» What you need to do
Lift every line from the entries that includes the word "hwaccel".

» Information
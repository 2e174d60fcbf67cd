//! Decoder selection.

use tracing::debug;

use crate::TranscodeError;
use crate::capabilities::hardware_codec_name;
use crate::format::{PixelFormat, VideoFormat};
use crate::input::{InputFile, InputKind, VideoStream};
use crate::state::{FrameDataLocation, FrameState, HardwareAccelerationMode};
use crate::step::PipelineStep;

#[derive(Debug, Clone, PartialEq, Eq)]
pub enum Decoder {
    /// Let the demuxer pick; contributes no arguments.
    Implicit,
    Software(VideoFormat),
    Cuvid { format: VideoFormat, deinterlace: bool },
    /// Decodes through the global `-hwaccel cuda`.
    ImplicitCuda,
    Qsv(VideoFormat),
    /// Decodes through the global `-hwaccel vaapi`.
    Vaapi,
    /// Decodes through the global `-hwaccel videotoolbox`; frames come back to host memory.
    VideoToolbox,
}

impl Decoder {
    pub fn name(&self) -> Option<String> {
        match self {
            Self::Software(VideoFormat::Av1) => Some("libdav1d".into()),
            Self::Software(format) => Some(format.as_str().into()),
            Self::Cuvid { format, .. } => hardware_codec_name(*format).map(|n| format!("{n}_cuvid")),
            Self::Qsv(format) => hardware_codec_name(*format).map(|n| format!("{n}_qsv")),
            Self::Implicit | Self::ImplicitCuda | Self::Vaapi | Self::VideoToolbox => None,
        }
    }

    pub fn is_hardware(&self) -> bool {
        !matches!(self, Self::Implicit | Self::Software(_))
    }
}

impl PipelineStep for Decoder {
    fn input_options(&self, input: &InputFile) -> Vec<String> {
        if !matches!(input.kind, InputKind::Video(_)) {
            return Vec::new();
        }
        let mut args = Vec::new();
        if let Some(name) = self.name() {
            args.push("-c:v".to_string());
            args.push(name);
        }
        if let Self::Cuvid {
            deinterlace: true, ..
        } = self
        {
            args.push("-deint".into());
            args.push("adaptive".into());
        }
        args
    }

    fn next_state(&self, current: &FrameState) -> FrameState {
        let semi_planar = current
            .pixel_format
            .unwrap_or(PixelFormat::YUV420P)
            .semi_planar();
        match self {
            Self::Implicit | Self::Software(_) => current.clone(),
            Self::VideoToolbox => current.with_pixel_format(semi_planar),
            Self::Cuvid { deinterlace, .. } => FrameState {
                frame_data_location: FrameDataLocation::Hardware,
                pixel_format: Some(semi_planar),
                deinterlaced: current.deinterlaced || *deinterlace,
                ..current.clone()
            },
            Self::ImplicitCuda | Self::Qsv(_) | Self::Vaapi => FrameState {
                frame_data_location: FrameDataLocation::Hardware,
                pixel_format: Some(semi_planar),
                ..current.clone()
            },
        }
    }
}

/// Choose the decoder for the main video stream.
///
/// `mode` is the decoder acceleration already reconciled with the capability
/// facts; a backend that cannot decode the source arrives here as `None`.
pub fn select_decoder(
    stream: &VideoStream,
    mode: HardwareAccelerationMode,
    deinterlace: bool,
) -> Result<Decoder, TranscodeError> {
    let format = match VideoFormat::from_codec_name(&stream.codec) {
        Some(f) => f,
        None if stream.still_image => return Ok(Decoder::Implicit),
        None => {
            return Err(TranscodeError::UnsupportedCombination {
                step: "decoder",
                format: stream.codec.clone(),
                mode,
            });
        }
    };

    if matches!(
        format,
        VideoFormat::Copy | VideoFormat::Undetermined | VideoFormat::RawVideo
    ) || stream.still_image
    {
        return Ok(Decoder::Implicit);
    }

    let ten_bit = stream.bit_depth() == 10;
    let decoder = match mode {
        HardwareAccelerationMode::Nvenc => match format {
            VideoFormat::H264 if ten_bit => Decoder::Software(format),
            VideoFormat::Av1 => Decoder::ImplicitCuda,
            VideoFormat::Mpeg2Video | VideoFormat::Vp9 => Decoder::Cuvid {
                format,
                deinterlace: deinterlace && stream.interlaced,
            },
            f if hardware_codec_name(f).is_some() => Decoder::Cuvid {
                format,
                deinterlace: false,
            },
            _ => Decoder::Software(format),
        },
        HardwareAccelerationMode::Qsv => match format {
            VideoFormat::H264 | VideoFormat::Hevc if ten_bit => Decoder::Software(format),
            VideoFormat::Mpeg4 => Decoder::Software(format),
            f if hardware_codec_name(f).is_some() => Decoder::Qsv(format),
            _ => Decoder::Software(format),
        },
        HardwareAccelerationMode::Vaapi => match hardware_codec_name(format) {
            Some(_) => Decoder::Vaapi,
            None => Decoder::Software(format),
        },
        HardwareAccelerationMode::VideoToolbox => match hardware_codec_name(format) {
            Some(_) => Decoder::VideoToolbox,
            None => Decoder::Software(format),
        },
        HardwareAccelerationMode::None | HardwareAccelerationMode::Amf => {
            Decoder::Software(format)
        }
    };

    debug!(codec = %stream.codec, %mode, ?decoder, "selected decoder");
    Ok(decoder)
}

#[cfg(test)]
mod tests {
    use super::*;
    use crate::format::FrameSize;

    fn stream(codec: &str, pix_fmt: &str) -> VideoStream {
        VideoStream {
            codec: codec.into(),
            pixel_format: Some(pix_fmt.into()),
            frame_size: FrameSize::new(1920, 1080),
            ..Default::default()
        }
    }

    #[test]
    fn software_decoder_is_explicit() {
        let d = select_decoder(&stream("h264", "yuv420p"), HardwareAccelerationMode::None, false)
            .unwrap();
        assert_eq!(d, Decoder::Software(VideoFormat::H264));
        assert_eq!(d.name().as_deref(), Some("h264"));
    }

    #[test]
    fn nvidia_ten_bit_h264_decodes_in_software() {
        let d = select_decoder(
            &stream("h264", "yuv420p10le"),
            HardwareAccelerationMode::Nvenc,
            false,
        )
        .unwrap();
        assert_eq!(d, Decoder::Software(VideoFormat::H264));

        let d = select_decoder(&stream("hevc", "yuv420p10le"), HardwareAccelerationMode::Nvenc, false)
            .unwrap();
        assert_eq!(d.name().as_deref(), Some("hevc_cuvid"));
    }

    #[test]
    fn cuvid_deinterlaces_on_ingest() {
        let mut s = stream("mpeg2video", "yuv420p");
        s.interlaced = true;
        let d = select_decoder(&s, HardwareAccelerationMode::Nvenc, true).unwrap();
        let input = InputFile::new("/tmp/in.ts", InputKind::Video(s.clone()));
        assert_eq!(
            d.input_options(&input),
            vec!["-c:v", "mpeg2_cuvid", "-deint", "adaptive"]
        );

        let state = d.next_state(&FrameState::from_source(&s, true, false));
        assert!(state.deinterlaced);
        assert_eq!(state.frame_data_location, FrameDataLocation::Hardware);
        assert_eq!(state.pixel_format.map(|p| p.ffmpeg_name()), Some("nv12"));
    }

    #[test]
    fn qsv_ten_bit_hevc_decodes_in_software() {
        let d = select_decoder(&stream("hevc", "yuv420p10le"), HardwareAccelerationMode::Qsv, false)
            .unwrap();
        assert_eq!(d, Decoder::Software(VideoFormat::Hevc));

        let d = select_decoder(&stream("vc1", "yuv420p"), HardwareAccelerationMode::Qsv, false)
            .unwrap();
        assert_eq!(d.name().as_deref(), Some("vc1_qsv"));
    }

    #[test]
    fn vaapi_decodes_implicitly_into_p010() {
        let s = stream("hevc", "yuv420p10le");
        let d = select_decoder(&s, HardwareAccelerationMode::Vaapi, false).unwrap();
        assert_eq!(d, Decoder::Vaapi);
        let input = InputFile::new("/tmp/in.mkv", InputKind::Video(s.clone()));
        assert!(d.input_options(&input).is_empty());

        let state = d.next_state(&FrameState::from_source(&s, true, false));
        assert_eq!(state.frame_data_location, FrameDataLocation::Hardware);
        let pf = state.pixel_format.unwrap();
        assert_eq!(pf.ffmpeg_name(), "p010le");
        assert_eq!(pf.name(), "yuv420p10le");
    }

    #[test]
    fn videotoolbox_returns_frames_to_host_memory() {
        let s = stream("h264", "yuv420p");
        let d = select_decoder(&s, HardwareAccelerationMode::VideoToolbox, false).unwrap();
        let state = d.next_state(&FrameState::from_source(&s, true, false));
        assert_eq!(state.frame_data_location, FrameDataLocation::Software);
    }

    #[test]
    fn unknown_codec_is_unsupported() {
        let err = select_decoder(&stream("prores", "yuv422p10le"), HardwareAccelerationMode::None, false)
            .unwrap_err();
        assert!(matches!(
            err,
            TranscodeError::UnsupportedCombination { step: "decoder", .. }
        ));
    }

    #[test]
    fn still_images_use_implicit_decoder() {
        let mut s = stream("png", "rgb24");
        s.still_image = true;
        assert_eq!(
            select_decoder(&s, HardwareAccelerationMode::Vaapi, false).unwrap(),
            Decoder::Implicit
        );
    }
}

» Response
    /// Decodes through the global `-hwaccel cuda`.
    /// Decodes through the global `-hwaccel vaapi`.
    /// Decodes through the global `-hwaccel videotoolbox`; frames come back to host memory.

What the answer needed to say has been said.